Exercise details –
Write out each line of the entries below that holds the word "PickedEntity".

Input –
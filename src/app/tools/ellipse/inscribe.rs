//! Inellipse von vier Linien.

use super::super::common::{pick, release_all, release_last, PickedEntity};
use super::super::{ConstructionTool, PointerInput, ToolAction, ToolContext, ToolKind};
use crate::document::{Document, ResolveLevel};
use crate::geometry::{EllipseData, EntityData, EntityKind, LineData};
use crate::shared::ToolPreview;

pub const MSG_NOT_UNIQUE: &str = "Can not determine uniquely an ellipse";

const LINES: usize = 4;

pub struct EllipseInscribeTool {
    pub(crate) picks: Vec<PickedEntity>,
    /// Kandidat für die vierte Linie unter dem Cursor
    hover: Option<LineData>,
}

impl EllipseInscribeTool {
    pub fn new() -> Self {
        Self {
            picks: Vec::with_capacity(LINES),
            hover: None,
        }
    }

    fn ellipse_with(&self, fourth: &LineData) -> Option<EllipseData> {
        let lines: Vec<&LineData> = self.picks.iter().filter_map(PickedEntity::as_line).collect();
        match lines.as_slice() {
            [l1, l2, l3] => EllipseData::inscribe_quadrilateral([*l1, *l2, *l3, fourth]),
            _ => None,
        }
    }
}

impl Default for EllipseInscribeTool {
    fn default() -> Self {
        Self::new()
    }
}

impl ConstructionTool for EllipseInscribeTool {
    fn kind(&self) -> ToolKind {
        ToolKind::EllipseInscribe
    }

    fn status_text(&self) -> &str {
        match self.picks.len() {
            0 => "Erste Linie wählen",
            1 => "Zweite Linie wählen",
            2 => "Dritte Linie wählen",
            _ => "Vierte Linie wählen",
        }
    }

    fn is_initial(&self) -> bool {
        self.picks.is_empty()
    }

    fn picks_entities(&self) -> bool {
        true
    }

    fn on_mouse_move(&mut self, pointer: PointerInput, ctx: &mut ToolContext<'_>) -> ToolAction {
        self.hover = None;
        if self.picks.len() == LINES - 1 {
            self.hover = ctx
                .catch_entity(pointer.raw, &[EntityKind::Line], ResolveLevel::All)
                .filter(|hit| !self.picks.iter().any(|p| p.same_as(hit)))
                .and_then(|hit| match hit.data {
                    EntityData::Line(l) => Some(l),
                    _ => None,
                });
        }
        ToolAction::UpdatePreview
    }

    fn on_coordinate(&mut self, pointer: PointerInput, ctx: &mut ToolContext<'_>) -> ToolAction {
        let Some(picked) = pick(ctx, pointer.raw, &[EntityKind::Line], ResolveLevel::All, &self.picks) else {
            return ToolAction::Ignored;
        };
        if self.picks.len() < LINES - 1 {
            self.picks.push(picked);
            return ToolAction::Continue;
        }

        let ellipse = picked.as_line().and_then(|fourth| self.ellipse_with(fourth));
        self.picks.push(picked);
        let Some(ellipse) = ellipse else {
            ctx.message(MSG_NOT_UNIQUE);
            release_last(ctx.doc, &mut self.picks);
            return ToolAction::Ignored;
        };
        ctx.commit(vec![ellipse.into()], &[]);
        release_all(ctx.doc, &mut self.picks);
        self.hover = None;
        ToolAction::Committed
    }

    fn on_command(&mut self, _command: &str, _ctx: &mut ToolContext<'_>) -> ToolAction {
        ToolAction::Ignored
    }

    fn on_back(&mut self, ctx: &mut ToolContext<'_>) -> ToolAction {
        self.hover = None;
        match release_last(ctx.doc, &mut self.picks) {
            Some(_) => ToolAction::Continue,
            None => ToolAction::Finished,
        }
    }

    fn preview(&self) -> ToolPreview {
        match self.hover.as_ref().and_then(|fourth| self.ellipse_with(fourth)) {
            Some(ellipse) => ToolPreview::single(ellipse).with_reference(ellipse.center),
            None => ToolPreview::default(),
        }
    }

    fn reset(&mut self, doc: &mut dyn Document) {
        release_all(doc, &mut self.picks);
        self.hover = None;
    }
}
//! Handler für Fangmodus, Einschränkung und Raster.

use anyhow::bail;

use super::tool::refresh_preview;
use crate::app::snapper::{Restriction, SnapFlag};
use crate::app::AppState;
use crate::core::{Vector, TOLERANCE};

/// Schaltet eine Fang-Strategie und übernimmt sie in die Optionen.
pub fn set_flag(state: &mut AppState, flag: SnapFlag, on: bool) {
    state.snapper.set_flag(flag, on);
    state.snapper.store(&mut state.options);
    log::info!("Fangen {:?}: {}", flag, if on { "an" } else { "aus" });
}

/// Setzt die Richtungs-Einschränkung.
pub fn set_restriction(state: &mut AppState, restriction: Restriction) {
    state.snapper.set_restriction(restriction);
    state.snapper.store(&mut state.options);
    log::info!("Einschränkung: {:?}", restriction);
}

/// Setzt die Rasterweite. Nicht-positive Werte werden abgelehnt.
pub fn set_grid_spacing(state: &mut AppState, spacing: Vector) -> anyhow::Result<()> {
    if !spacing.valid || spacing.x.abs() < TOLERANCE || spacing.y.abs() < TOLERANCE {
        bail!("ungültige Rasterweite ({}, {})", spacing.x, spacing.y);
    }
    state.snapper.set_grid_spacing(spacing);
    state.snapper.store(&mut state.options);
    log::info!("Rasterweite: ({}, {})", spacing.x, spacing.y);
    refresh_preview(state);
    Ok(())
}
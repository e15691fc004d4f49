//! Numerische Grundlagen: Toleranzklassen, Winkel-Hilfen und Polynom-Nullstellen.
//!
//! Die drei Toleranzklassen (linear, quadriert, Winkel) werden bewusst
//! getrennt gehalten und nie gegeneinander ausgetauscht.

use std::f64::consts::{PI, TAU};

// ── Toleranzen ──────────────────────────────────────────────────────

/// Lineare Toleranz für "zusammenfallend".
pub const TOLERANCE: f64 = 1.0e-10;
/// Quadrierte Toleranz für Abstandsvergleiche ohne Wurzel.
pub const TOLERANCE2: f64 = 1.0e-20;
/// Quadrierte Toleranz für die Duplikat-Erkennung von Solver-Kandidaten.
pub const TOLERANCE15: f64 = 1.5e-15;
/// Winkel-Toleranz (Radiant).
pub const TOLERANCE_ANGLE: f64 = 1.0e-8;
/// Sentinel "maximale Distanz" für ungültige Vektoren.
pub const MAX_DISTANCE: f64 = f64::MAX;

// ── Winkel ──────────────────────────────────────────────────────────

/// Normiert einen Winkel in das Intervall `[0, 2π)`.
pub fn correct_angle(angle: f64) -> f64 {
    let a = angle.rem_euclid(TAU);
    // rem_euclid kann durch Rundung exakt TAU liefern
    if a >= TAU {
        0.0
    } else {
        a
    }
}

/// Betrag der kleinsten Winkeldifferenz zwischen zwei Richtungen, in `[0, π]`.
pub fn angle_difference_abs(a1: f64, a2: f64) -> f64 {
    let d = correct_angle(a2 - a1);
    if d > PI {
        TAU - d
    } else {
        d
    }
}

/// Prüft ob `a` im Bogen von `a1` nach `a2` liegt (gegen den Uhrzeigersinn,
/// bei `reversed` im Uhrzeigersinn).
pub fn is_angle_between(a: f64, a1: f64, a2: f64, reversed: bool) -> bool {
    let (start, end) = if reversed { (a2, a1) } else { (a1, a2) };
    let span = correct_angle(end - start);
    let offset = correct_angle(a - start);
    if span < TOLERANCE_ANGLE {
        // Vollkreis oder entarteter Bogen
        return true;
    }
    offset <= span + TOLERANCE_ANGLE || offset >= TAU - TOLERANCE_ANGLE
}

/// Grad → Radiant.
pub fn deg_to_rad(deg: f64) -> f64 {
    deg.to_radians()
}

/// Radiant → Grad.
pub fn rad_to_deg(rad: f64) -> f64 {
    rad.to_degrees()
}

// ── Polynome ────────────────────────────────────────────────────────

/// Reelle Nullstellen eines Polynoms, zusammen mit einem Flag für Doppelwurzeln.
#[derive(Debug, Clone, Default, PartialEq)]
pub struct Roots {
    /// Aufsteigend sortierte reelle Nullstellen
    pub values: Vec<f64>,
    /// Mindestens eine Nullstelle ist (numerisch) doppelt
    pub double_root: bool,
}

/// Löst `a·x² + b·x + c = 0`.
///
/// Fällt bei `a ≈ 0` auf die lineare Gleichung zurück. Eine leicht negative
/// Diskriminante (Rundungsfehler) wird als Doppelwurzel behandelt.
pub fn solve_quadratic(a: f64, b: f64, c: f64) -> Roots {
    let scale = a.abs().max(b.abs()).max(c.abs());
    if scale == 0.0 {
        return Roots::default();
    }
    let (a, b, c) = (a / scale, b / scale, c / scale);

    if a.abs() < TOLERANCE {
        if b.abs() < TOLERANCE {
            return Roots::default();
        }
        return Roots {
            values: vec![-c / b],
            double_root: false,
        };
    }

    let disc = b * b - 4.0 * a * c;
    let disc_tol = TOLERANCE * (b * b + (4.0 * a * c).abs()).max(1.0);
    if disc.abs() <= disc_tol {
        return Roots {
            values: vec![-b / (2.0 * a)],
            double_root: true,
        };
    }
    if disc < 0.0 {
        return Roots::default();
    }

    // Numerisch stabile Variante (keine Auslöschung bei b ≈ ±sqrt(disc))
    let sq = disc.sqrt();
    let q = -0.5 * (b + b.signum() * sq);
    let q = if q == 0.0 { -0.5 * sq } else { q };
    let mut values = vec![q / a, c / q];
    values.sort_by(f64::total_cmp);
    Roots {
        values,
        double_root: false,
    }
}

/// Löst `a·x³ + b·x² + c·x + d = 0` (reelle Nullstellen).
pub fn solve_cubic(a: f64, b: f64, c: f64, d: f64) -> Roots {
    let scale = a.abs().max(b.abs()).max(c.abs()).max(d.abs());
    if scale == 0.0 {
        return Roots::default();
    }
    if (a / scale).abs() < TOLERANCE {
        return solve_quadratic(b, c, d);
    }
    let (b, c, d) = (b / a, c / a, d / a);

    // Reduzierte Form t³ + p·t + q = 0 mit x = t - b/3
    let shift = b / 3.0;
    let p = c - b * b / 3.0;
    let q = 2.0 * b * b * b / 27.0 - b * c / 3.0 + d;
    let disc = (q / 2.0).powi(2) + (p / 3.0).powi(3);
    let disc_tol = TOLERANCE * ((q / 2.0).powi(2) + (p / 3.0).powi(3).abs()).max(TOLERANCE);

    let mut roots = Roots::default();
    if disc.abs() <= disc_tol {
        if p.abs() < TOLERANCE && q.abs() < TOLERANCE {
            roots.values.push(-shift);
            roots.double_root = true;
        } else {
            let u = (-q / 2.0).cbrt();
            roots.values.push(2.0 * u - shift);
            roots.values.push(-u - shift);
            roots.double_root = true;
        }
    } else if disc > 0.0 {
        let sq = disc.sqrt();
        let u = (-q / 2.0 + sq).cbrt();
        let v = (-q / 2.0 - sq).cbrt();
        roots.values.push(u + v - shift);
    } else {
        // Drei verschiedene reelle Wurzeln (trigonometrische Form)
        let r = (-p / 3.0).sqrt();
        let phi = (-q / (2.0 * r * r * r)).clamp(-1.0, 1.0).acos();
        for k in 0..3 {
            let t = 2.0 * r * ((phi + TAU * k as f64) / 3.0).cos();
            roots.values.push(t - shift);
        }
    }

    for x in roots.values.iter_mut() {
        *x = polish_root(&[a, a * b, a * c, a * d], *x);
    }
    roots.values.sort_by(f64::total_cmp);
    roots
}

/// Löst `a·x⁴ + b·x³ + c·x² + d·x + e = 0` (Ferrari-Verfahren).
///
/// Fällt auf kubische bzw. quadratische Gleichungen zurück, wenn die führenden
/// Koeffizienten relativ zur Skala verschwinden.
pub fn solve_quartic(a: f64, b: f64, c: f64, d: f64, e: f64) -> Roots {
    let scale = [a, b, c, d, e]
        .iter()
        .fold(0.0_f64, |acc, v| acc.max(v.abs()));
    if scale == 0.0 {
        return Roots::default();
    }
    if (a / scale).abs() < TOLERANCE {
        return solve_cubic(b, c, d, e);
    }
    let coeffs = [a, b, c, d, e];
    let (b, c, d, e) = (b / a, c / a, d / a, e / a);

    // Reduzierte Form y⁴ + p·y² + q·y + r = 0 mit x = y - b/4
    let shift = b / 4.0;
    let b2 = b * b;
    let p = c - 3.0 * b2 / 8.0;
    let q = d - b * c / 2.0 + b2 * b / 8.0;
    let r = e - b * d / 4.0 + b2 * c / 16.0 - 3.0 * b2 * b2 / 256.0;

    let mut roots = Roots::default();
    let q_scale = p.abs().max(r.abs().sqrt()).max(1.0);

    if q.abs() < TOLERANCE * q_scale {
        // Biquadratisch: z = y²
        let z = solve_quadratic(1.0, p, r);
        roots.double_root = z.double_root;
        for zv in z.values {
            if zv > TOLERANCE {
                let y = zv.sqrt();
                roots.values.push(y - shift);
                roots.values.push(-y - shift);
            } else if zv > -TOLERANCE {
                roots.values.push(-shift);
                roots.double_root = true;
            }
        }
    } else {
        // Resolvente: m³ + p·m² + (p²/4 - r)·m - q²/8 = 0, positive Wurzel wählen
        let resolvent = solve_cubic(1.0, p, p * p / 4.0 - r, -q * q / 8.0);
        let Some(m) = resolvent
            .values
            .iter()
            .copied()
            .filter(|m| *m > 0.0)
            .fold(None, |acc: Option<f64>, m| Some(acc.map_or(m, |a| a.max(m))))
        else {
            return roots;
        };
        let s = (2.0 * m).sqrt();
        for (sign, q_sign) in [(-1.0, 1.0), (1.0, -1.0)] {
            let part = solve_quadratic(1.0, sign * s, p / 2.0 + m + q_sign * q / (2.0 * s));
            roots.double_root |= part.double_root;
            roots.values.extend(part.values.into_iter().map(|y| y - shift));
        }
    }

    for x in roots.values.iter_mut() {
        *x = polish_root(&coeffs, *x);
    }
    roots.values.sort_by(f64::total_cmp);
    roots.values.dedup_by(|x, y| (*x - *y).abs() < TOLERANCE * (1.0 + y.abs()));
    roots
}

/// Wertet ein Polynom (höchster Koeffizient zuerst) per Horner-Schema aus.
pub fn eval_polynomial(coeffs: &[f64], x: f64) -> f64 {
    coeffs.iter().fold(0.0, |acc, c| acc * x + c)
}

/// Verfeinert eine Nullstelle mit wenigen Newton-Schritten.
///
/// Der Schritt wird verworfen, sobald er das Residuum nicht verbessert.
fn polish_root(coeffs: &[f64], mut x: f64) -> f64 {
    let n = coeffs.len();
    let derivative: Vec<f64> = coeffs[..n - 1]
        .iter()
        .enumerate()
        .map(|(i, c)| c * (n - 1 - i) as f64)
        .collect();
    for _ in 0..4 {
        let f = eval_polynomial(coeffs, x);
        let df = eval_polynomial(&derivative, x);
        if df.abs() < f64::MIN_POSITIVE {
            break;
        }
        let next = x - f / df;
        if eval_polynomial(coeffs, next).abs() >= f.abs() {
            break;
        }
        x = next;
    }
    x
}

#[cfg(test)]
mod tests {
    use super::*;
    use approx::assert_abs_diff_eq;

    #[test]
    fn correct_angle_wraps_into_full_turn() {
        assert_abs_diff_eq!(correct_angle(-PI / 2.0), 1.5 * PI, epsilon = 1e-12);
        assert_abs_diff_eq!(correct_angle(5.0 * PI), PI, epsilon = 1e-12);
        assert_eq!(correct_angle(0.0), 0.0);
    }

    #[test]
    fn angle_between_respects_direction() {
        assert!(is_angle_between(PI / 2.0, 0.0, PI, false));
        assert!(!is_angle_between(PI / 2.0, 0.0, PI, true));
        assert!(is_angle_between(0.1, 1.5 * PI, 0.5 * PI, false));
    }

    #[test]
    fn quadratic_roots_sorted() {
        let roots = solve_quadratic(1.0, -3.0, 2.0);
        assert_eq!(roots.values.len(), 2);
        assert_abs_diff_eq!(roots.values[0], 1.0, epsilon = 1e-12);
        assert_abs_diff_eq!(roots.values[1], 2.0, epsilon = 1e-12);
        assert!(!roots.double_root);
    }

    #[test]
    fn quadratic_double_root_flagged() {
        let roots = solve_quadratic(1.0, -2.0, 1.0);
        assert_eq!(roots.values.len(), 1);
        assert!(roots.double_root);
    }

    #[test]
    fn cubic_three_real_roots() {
        // (x-1)(x-2)(x+3) = x³ - 7x + 6
        let roots = solve_cubic(1.0, 0.0, -7.0, 6.0);
        assert_eq!(roots.values.len(), 3);
        assert_abs_diff_eq!(roots.values[0], -3.0, epsilon = 1e-9);
        assert_abs_diff_eq!(roots.values[1], 1.0, epsilon = 1e-9);
        assert_abs_diff_eq!(roots.values[2], 2.0, epsilon = 1e-9);
    }

    #[test]
    fn quartic_four_real_roots() {
        // (x-1)(x+1)(x-2)(x+3) = x⁴ + x³ - 7x² - x + 6
        let roots = solve_quartic(1.0, 1.0, -7.0, -1.0, 6.0);
        assert_eq!(roots.values.len(), 4);
        for (got, want) in roots.values.iter().zip([-3.0, -1.0, 1.0, 2.0]) {
            assert_abs_diff_eq!(*got, want, epsilon = 1e-8);
        }
    }

    #[test]
    fn quartic_degenerates_to_quadratic() {
        let roots = solve_quartic(0.0, 0.0, 1.0, 0.0, -4.0);
        assert_eq!(roots.values.len(), 2);
        assert_abs_diff_eq!(roots.values[0], -2.0, epsilon = 1e-12);
    }
}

Task solution –
use super::super::common::{pick, release_all, release_last, PickedEntity};
    pub(crate) picks: Vec<PickedEntity>,
        let lines: Vec<&LineData> = self.picks.iter().filter_map(PickedEntity::as_line).collect();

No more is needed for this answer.